Chinese disabled advocate visits Viscardi

Zhao Chun Li, a disabled woman from China, visits the Henry Viscardi School at the Viscardi Center in Albertson, NY. (July 19, 2013) Credit: Chuck Fadely
Born with brittle bone disease and dwarfism, Zhao Chun Li was hidden by her parents as an "embarrassment" when President Bill Clinton visited her Chinese fishing village in 1998.
Denied medical treatment, Zhao suffered through her childhood, saying she went to bed every night in pain. Her father wouldn't send her to school.
"I never felt valued as a person. I had no dreams, no goals," Zhao, 30, recalled last year. "People think that if your body is not normal, something must be wrong with your brain."
Fourteen years later, with the help of activists, Zhao finally had her chance to meet Clinton -- and discuss her dream of aiding special-needs youth in China.
She met with Clinton Global Initiative officials in New York City and has been on Long Island this week, visiting the acclaimed Henry Viscardi School for severely disabled youths in Albertson.
A half-century ago, when the school was founded, disabled children weren't permitted in mainstream classrooms, for fear they would scare other students or be incapable of doing classwork, said Patrice M. Kuntzler, the school's vice president of program development.
Zhao said Friday that she hopes to serve as an advocate for the disabled around the world. She points to her own experience -- working a job for 12 years, marrying and adopting a daughter -- as examples of what's available to the disabled if they are empowered.

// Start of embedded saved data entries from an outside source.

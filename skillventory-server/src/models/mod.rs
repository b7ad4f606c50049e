//! Domain models with validation at construction
//!
//! All user input is validated when creating these types.
//! Invalid input returns ValidationError, not panic.

pub mod validation;
pub mod skill;
pub mod pagination;
pub mod place;
pub mod domain;

pub use validation::ValidationError;
pub use skill::{LevelOfConfidence, NewSkill, Skill, SkillName};
pub use pagination::{Page, PageParams, Paginated, Pagination, PaginationParams, DEFAULT_LIMIT};
pub use place::PlaceWithGreaterInterest;
pub use domain::Domain;
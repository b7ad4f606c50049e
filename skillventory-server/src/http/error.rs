//! API error types with IntoResponse
//!
//! Errors are converted to `{"detail": "..."}` JSON bodies with the
//! matching status code.

use axum::http::StatusCode;
use axum::response::{IntoResponse, Response};
use axum::Json;
use serde_json::json;

use crate::db::repos::DbError;
use crate::models::ValidationError;

/// Message returned when a create or rename hits a taken name
pub const DUPLICATE_SKILL_DETAIL: &str = "Skill already added";

/// API error type with automatic HTTP status mapping
#[derive(Debug)]
pub enum ApiError {
    /// Validation failed (422)
    Validation(ValidationError),

    /// Request body or query could not be decoded (status from the rejection)
    Rejected { status: StatusCode, message: String },

    /// Resource not found (404)
    NotFound { resource: &'static str },

    /// Unique name already taken (409)
    Conflict { detail: &'static str },

    /// Database error (500, logged)
    Database(DbError),
}

impl ApiError {
    pub fn skill_not_found() -> Self {
        Self::NotFound { resource: "Skill" }
    }

    fn status(&self) -> StatusCode {
        match self {
            Self::Validation(_) => StatusCode::UNPROCESSABLE_ENTITY,
            Self::Rejected { status, .. } => *status,
            Self::NotFound { .. } => StatusCode::NOT_FOUND,
            Self::Conflict { .. } => StatusCode::CONFLICT,
            Self::Database(_) => StatusCode::INTERNAL_SERVER_ERROR,
        }
    }
}

impl IntoResponse for ApiError {
    fn into_response(self) -> Response {
        let status = self.status();
        let detail = match &self {
            Self::Validation(e) => e.to_string(),
            Self::Rejected { message, .. } => message.clone(),
            Self::NotFound { resource } => format!("{} not found", resource),
            Self::Conflict { detail } => (*detail).to_owned(),
            Self::Database(e) => {
                // Log the actual error, return generic message
                tracing::error!("Database error: {}", e);
                "an internal error occurred".to_owned()
            }
        };

        (status, Json(json!({ "detail": detail }))).into_response()
    }
}

impl From<ValidationError> for ApiError {
    fn from(e: ValidationError) -> Self {
        Self::Validation(e)
    }
}

impl From<DbError> for ApiError {
    fn from(e: DbError) -> Self {
        match e {
            DbError::DuplicateName { .. } => Self::Conflict {
                detail: DUPLICATE_SKILL_DETAIL,
            },
            _ => Self::Database(e),
        }
    }
}
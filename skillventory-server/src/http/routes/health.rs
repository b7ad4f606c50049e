//! Health check endpoint

use std::sync::Arc;

use axum::{extract::State, routing::get, Json, Router};
use chrono::Utc;
use serde::Serialize;

use crate::http::server::AppState;

/// Health check response
#[derive(Serialize)]
pub struct HealthResponse {
    pub status: &'static str,
    pub version: &'static str,
    pub uptime_seconds: i64,
}

/// GET /health
async fn health(State(state): State<Arc<AppState>>) -> Json<HealthResponse> {
    Json(HealthResponse {
        status: "ok",
        version: env!("CARGO_PKG_VERSION"),
        uptime_seconds: (Utc::now() - state.started_at).num_seconds().max(0),
    })
}

/// Health routes
pub fn router() -> Router<Arc<AppState>> {
    Router::new().route("/health", get(health))
}
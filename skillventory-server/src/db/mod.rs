//! Database layer - connection pool, migrations and repositories
//!
//! # Design Principles
//!
//! - Connection pool injected through router state, no global handle
//! - Rely on DB constraints, handle conflicts - no check-then-insert
//! - Transactions for multi-step operations

pub mod migrations;
pub mod pool;
pub mod repos;

pub use pool::{create_pool, create_pool_with_options, open_database};
pub use repos::*;
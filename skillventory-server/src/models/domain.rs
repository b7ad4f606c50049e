//! Knowledge domains (schema-only, not exposed over HTTP)

use serde::{Deserialize, Serialize};
use sqlx::FromRow;

/// Broad area a skill belongs to, e.g. "backend" or "data"
#[derive(Debug, Clone, PartialEq, Eq, Serialize, Deserialize, FromRow)]
pub struct Domain {
    pub domain_id: i64,
    pub domain_name: String,
}
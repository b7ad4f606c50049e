//! Skill endpoints
//!
//! Thin mapping from HTTP onto `SkillRepo`; status codes are the only
//! logic that lives here.

use std::sync::Arc;

use axum::{
    extract::State,
    http::{HeaderName, HeaderValue, StatusCode},
    routing::{get, patch},
    Json, Router,
};
use serde::Deserialize;

use super::root::MessageResponse;
use crate::db::repos::SkillRepo;
use crate::http::error::ApiError;
use crate::http::extractors::{ValidJson, ValidPath, ValidQuery, ValidSkillId};
use crate::http::server::AppState;
use crate::models::{LevelOfConfidence, NewSkill, Pagination, PaginationParams, Skill, SkillName};

pub const X_TOTAL_COUNT: HeaderName = HeaderName::from_static("x-total-count");
pub const X_OFFSET: HeaderName = HeaderName::from_static("x-offset");
pub const X_LIMIT: HeaderName = HeaderName::from_static("x-limit");

/// Create skill request
#[derive(Debug, Deserialize)]
pub struct CreateSkillRequest {
    pub skill_name: String,
    pub level_of_confidence: LevelOfConfidence,
}

/// Update skill request; omitted fields keep their stored value
#[derive(Debug, Deserialize)]
pub struct UpdateSkillRequest {
    pub skill_name: Option<String>,
    pub level_of_confidence: Option<LevelOfConfidence>,
}

type PaginationHeaders = [(HeaderName, HeaderValue); 3];

/// GET /skills - list skills with offset/limit
async fn list_skills(
    State(state): State<Arc<AppState>>,
    ValidQuery(params): ValidQuery<PaginationParams>,
) -> Result<(PaginationHeaders, Json<Vec<Skill>>), ApiError> {
    let page = Pagination::from(params);
    let result = SkillRepo::new(&state.pool).list(page).await?;

    let headers = [
        (X_TOTAL_COUNT, HeaderValue::from(result.total)),
        (X_OFFSET, HeaderValue::from(page.offset)),
        (X_LIMIT, HeaderValue::from(page.limit)),
    ];

    Ok((headers, Json(result.items)))
}

/// POST /skills - create a skill
async fn create_skill(
    State(state): State<Arc<AppState>>,
    ValidJson(req): ValidJson<CreateSkillRequest>,
) -> Result<(StatusCode, Json<MessageResponse>), ApiError> {
    let name = SkillName::new(&req.skill_name)?;
    SkillRepo::new(&state.pool)
        .create(NewSkill::new(name, req.level_of_confidence))
        .await?;

    Ok((
        StatusCode::CREATED,
        Json(MessageResponse {
            message: "Skill added successfully",
        }),
    ))
}

/// GET /skills/id/{id} - get a skill by id
async fn get_skill_by_id(
    State(state): State<Arc<AppState>>,
    ValidSkillId(skill_id): ValidSkillId,
) -> Result<Json<Skill>, ApiError> {
    let skill = SkillRepo::new(&state.pool)
        .get_by_id(skill_id)
        .await?
        .ok_or_else(ApiError::skill_not_found)?;

    Ok(Json(skill))
}

/// GET /skills/name/{name} - get a skill by exact name
async fn get_skill_by_name(
    State(state): State<Arc<AppState>>,
    ValidPath(name): ValidPath<String>,
) -> Result<Json<Skill>, ApiError> {
    let skill = SkillRepo::new(&state.pool)
        .get_by_name(&name)
        .await?
        .ok_or_else(ApiError::skill_not_found)?;

    Ok(Json(skill))
}

/// PATCH /skills/{id} - update name and/or level
async fn update_skill(
    State(state): State<Arc<AppState>>,
    ValidSkillId(skill_id): ValidSkillId,
    ValidJson(req): ValidJson<UpdateSkillRequest>,
) -> Result<Json<Skill>, ApiError> {
    let new_name = req.skill_name.as_deref().map(SkillName::new).transpose()?;

    let skill = SkillRepo::new(&state.pool)
        .update_if_changed(skill_id, new_name, req.level_of_confidence)
        .await?
        .into_skill()
        .ok_or_else(ApiError::skill_not_found)?;

    Ok(Json(skill))
}

/// DELETE /skills/{id} - delete a skill (idempotent)
async fn delete_skill(
    State(state): State<Arc<AppState>>,
    ValidSkillId(skill_id): ValidSkillId,
) -> Result<StatusCode, ApiError> {
    SkillRepo::new(&state.pool).delete_by_id(skill_id).await?;
    Ok(StatusCode::NO_CONTENT)
}

/// Skill routes
pub fn router() -> Router<Arc<AppState>> {
    Router::new()
        .route("/skills", get(list_skills).post(create_skill))
        .route("/skills/id/{id}", get(get_skill_by_id))
        .route("/skills/name/{name}", get(get_skill_by_name))
        .route("/skills/{id}", patch(update_skill).delete(delete_skill))
}
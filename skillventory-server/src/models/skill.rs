//! Skill model - name validation and confidence levels
//!
//! Confidence levels travel over the wire and into storage as their
//! human-readable value, never as the variant name.

use std::fmt;
use std::str::FromStr;

use once_cell::sync::Lazy;
use regex::Regex;
use serde::{Deserialize, Serialize};

use super::ValidationError;

/// Maximum length for skill names
const MAX_SKILL_NAME_LEN: usize = 128;

/// Printable text only: no ASCII or C1 control characters
static PRINTABLE_RE: Lazy<Regex> =
    Lazy::new(|| Regex::new(r"^[^\p{Cc}]+$").expect("invalid printable regex"));

/// Self-assessed mastery of a skill
#[derive(Debug, Clone, Copy, PartialEq, Eq, Hash, Serialize, Deserialize)]
pub enum LevelOfConfidence {
    #[serde(rename = "Debo empezar a aprender o desarrollar")]
    Level1,
    #[serde(rename = "Estoy aprendiendo o desarrollando")]
    Level2,
    #[serde(rename = "Tengo confianza")]
    Level3,
}

impl LevelOfConfidence {
    pub const ALL: [Self; 3] = [Self::Level1, Self::Level2, Self::Level3];

    /// Stored and serialized value.
    pub fn as_str(&self) -> &'static str {
        match self {
            Self::Level1 => "Debo empezar a aprender o desarrollar",
            Self::Level2 => "Estoy aprendiendo o desarrollando",
            Self::Level3 => "Tengo confianza",
        }
    }

    /// Symbolic name (`LEVEL_1`..`LEVEL_3`), used in logs.
    pub fn symbol(&self) -> &'static str {
        match self {
            Self::Level1 => "LEVEL_1",
            Self::Level2 => "LEVEL_2",
            Self::Level3 => "LEVEL_3",
        }
    }
}

impl fmt::Display for LevelOfConfidence {
    fn fmt(&self, f: &mut fmt::Formatter<'_>) -> fmt::Result {
        f.write_str(self.as_str())
    }
}

impl FromStr for LevelOfConfidence {
    type Err = ValidationError;

    fn from_str(s: &str) -> Result<Self, Self::Err> {
        Self::ALL
            .into_iter()
            .find(|level| level.as_str() == s)
            .ok_or_else(|| ValidationError::InvalidVariant {
                field: "level of confidence",
                value: s.to_owned(),
            })
    }
}

/// Validated skill name
#[derive(Debug, Clone, PartialEq, Eq, Hash)]
pub struct SkillName(String);

impl SkillName {
    /// Create a skill name, trimming surrounding whitespace.
    ///
    /// # Rules
    /// - Not empty after trimming
    /// - Max 128 characters
    /// - No control characters
    ///
    /// Case is preserved: `Python` and `python` are distinct skills.
    ///
    /// # Example
    /// ```
    /// use skillventory_server::models::SkillName;
    ///
    /// assert_eq!(SkillName::new("  C++ ").unwrap().as_str(), "C++");
    /// assert!(SkillName::new("   ").is_err());
    /// ```
    pub fn new(s: &str) -> Result<Self, ValidationError> {
        let trimmed = s.trim();

        if trimmed.is_empty() {
            return Err(ValidationError::Empty { field: "skill name" });
        }

        if trimmed.chars().count() > MAX_SKILL_NAME_LEN {
            return Err(ValidationError::TooLong {
                field: "skill name",
                max: MAX_SKILL_NAME_LEN,
            });
        }

        if !PRINTABLE_RE.is_match(trimmed) {
            return Err(ValidationError::InvalidFormat {
                field: "skill name",
                reason: "must not contain control characters",
            });
        }

        Ok(Self(trimmed.to_owned()))
    }

    pub fn as_str(&self) -> &str {
        &self.0
    }

    pub fn into_string(self) -> String {
        self.0
    }
}

impl AsRef<str> for SkillName {
    fn as_ref(&self) -> &str {
        &self.0
    }
}

impl fmt::Display for SkillName {
    fn fmt(&self, f: &mut fmt::Formatter<'_>) -> fmt::Result {
        f.write_str(&self.0)
    }
}

/// Persisted skill record
#[derive(Debug, Clone, PartialEq, Eq, Serialize, Deserialize)]
pub struct Skill {
    pub skill_id: i64,
    pub skill_name: String,
    pub level_of_confidence: LevelOfConfidence,
}

/// Skill candidate for insertion
#[derive(Debug, Clone)]
pub struct NewSkill {
    pub skill_name: SkillName,
    pub level_of_confidence: LevelOfConfidence,
}

impl NewSkill {
    pub fn new(skill_name: SkillName, level_of_confidence: LevelOfConfidence) -> Self {
        Self {
            skill_name,
            level_of_confidence,
        }
    }
}

#[cfg(test)]
mod tests {
    use super::*;

    #[test]
    fn level_serializes_as_value() {
        let json = serde_json::to_string(&LevelOfConfidence::Level2).unwrap();
        assert_eq!(json, r#""Estoy aprendiendo o desarrollando""#);

        let level: LevelOfConfidence = serde_json::from_str(r#""Tengo confianza""#).unwrap();
        assert_eq!(level, LevelOfConfidence::Level3);
    }

    #[test]
    fn level_rejects_symbolic_name() {
        assert!(serde_json::from_str::<LevelOfConfidence>(r#""LEVEL_1""#).is_err());
        let err = "LEVEL_1".parse::<LevelOfConfidence>().unwrap_err();
        assert!(matches!(err, ValidationError::InvalidVariant { .. }));
    }

    #[test]
    fn level_parses_every_stored_value() {
        for level in LevelOfConfidence::ALL {
            assert_eq!(level.as_str().parse::<LevelOfConfidence>().unwrap(), level);
        }
        assert_eq!(LevelOfConfidence::Level1.symbol(), "LEVEL_1");
    }

    #[test]
    fn valid_names() {
        assert!(SkillName::new("python").is_ok());
        assert!(SkillName::new("C#").is_ok());
        assert!(SkillName::new("Programación funcional").is_ok());
        assert_eq!(SkillName::new(" rust\t").unwrap().as_str(), "rust");
    }

    #[test]
    fn preserves_case() {
        let upper = SkillName::new("Python").unwrap();
        let lower = SkillName::new("python").unwrap();
        assert_ne!(upper, lower);
    }

    #[test]
    fn rejects_empty() {
        let err = SkillName::new("").unwrap_err();
        assert!(matches!(err, ValidationError::Empty { .. }));

        let err = SkillName::new(" \n ").unwrap_err();
        assert!(matches!(err, ValidationError::Empty { .. }));
    }

    #[test]
    fn rejects_control_characters() {
        let err = SkillName::new("py\u{0007}thon").unwrap_err();
        assert!(matches!(err, ValidationError::InvalidFormat { .. }));
    }

    #[test]
    fn max_length() {
        let name_128 = "a".repeat(128);
        assert!(SkillName::new(&name_128).is_ok());

        let name_129 = "a".repeat(129);
        let err = SkillName::new(&name_129).unwrap_err();
        assert!(matches!(err, ValidationError::TooLong { max: 128, .. }));
    }
}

She likens herself to a frog leaping out of a well. In her small village, she could see "just a little," she said. But "when you jump out of the well, you see how big the world is, how big the sky is. You see that people with disabilities can do everything."
Zhao said she had one of these revelations at the 185-student Henry Viscardi School, where programs from pre-K to 12th grade are tuition-free -- funded by state subsidies and private donations.
Each student receives a customized laptop to assist in the classroom, but otherwise the school operates like any other, complete with field trips, adapted sports, extracurricular activities and even a senior prom.
Zhao, who hopes to open a resource center for parents of disabled children in China, was impressed by the school's use of assistive technology. Back home, she said, she's often carried from place to place.
During her visit, she tried out a motorized wheelchair for the first time and watched in amazement as a Henry Viscardi graduate who shares Zhao's disability drove into the school parking lot -- in an adapted minivan.